● INFORMATION PROVIDED:

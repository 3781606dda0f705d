#![allow(dead_code)]

use std::fs::{self, File};
use std::io::Write;
use std::path::{Path, PathBuf};

use tempfile::{TempDir, tempdir};

pub const VENDOR_EXPORT_ROW_1: &str =
    "ABC123,\"Widget, large\",\"Widget, large\",8481.80,CN,12.50,_GEN,_GEN,_GN,02,CA,001,KGM,NO,KGM,NO,OK,";
pub const VENDOR_EXPORT_ROW_2: &str =
    "XYZ9,\"Gasket \"\"HD\"\"\",\"Gasket \"\"HD\"\"\",,US,3.10,_GEN,_GEN,_GN,02,CA,001,KGM,NO,KGM,NO,OK,";

/// Returns the absolute path to a fixture under `tests/data`.
pub fn fixture_path(name: &str) -> PathBuf {
    PathBuf::from(env!("CARGO_MANIFEST_DIR"))
        .join("tests")
        .join("data")
        .join(name)
}

pub fn fixture_bytes(name: &str) -> Vec<u8> {
    fs::read(fixture_path(name)).expect("read fixture")
}

/// First two lines of the Parts template fixture, newline-terminated.
pub fn template_metadata_lines() -> String {
    let text = String::from_utf8(fixture_bytes("Parts_Template.csv")).expect("utf-8 template");
    text.lines().take(2).map(|line| format!("{line}\n")).collect()
}

/// Scratch directory helper that cleans up files automatically on drop.
pub struct TestWorkspace {
    temp_dir: TempDir,
}

impl TestWorkspace {
    /// Creates a fresh scratch directory for the current test case.
    pub fn new() -> Self {
        Self {
            temp_dir: tempdir().expect("temp dir"),
        }
    }

    /// Returns the root path for all files owned by this workspace.
    pub fn path(&self) -> &Path {
        self.temp_dir.path()
    }

    /// Writes `contents` under the workspace, creating parent directories.
    pub fn write(&self, name: &str, contents: &[u8]) -> PathBuf {
        let path = self.temp_dir.path().join(name);
        if let Some(parent) = path.parent() {
            fs::create_dir_all(parent).expect("create parent dirs");
        }
        let mut file = File::create(&path).expect("create temp file");
        file.write_all(contents).expect("write temp file contents");
        path
    }

    /// Copies a `tests/data` fixture into the workspace under `name`.
    pub fn copy_fixture(&self, fixture: &str, name: &str) -> PathBuf {
        self.write(name, &fixture_bytes(fixture))
    }
}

● ABOUT THIS TASK: By examining the material line by line, establish how many lines contain "PathBuf" and give only that number.

● RESULT OF THIS TASK: 5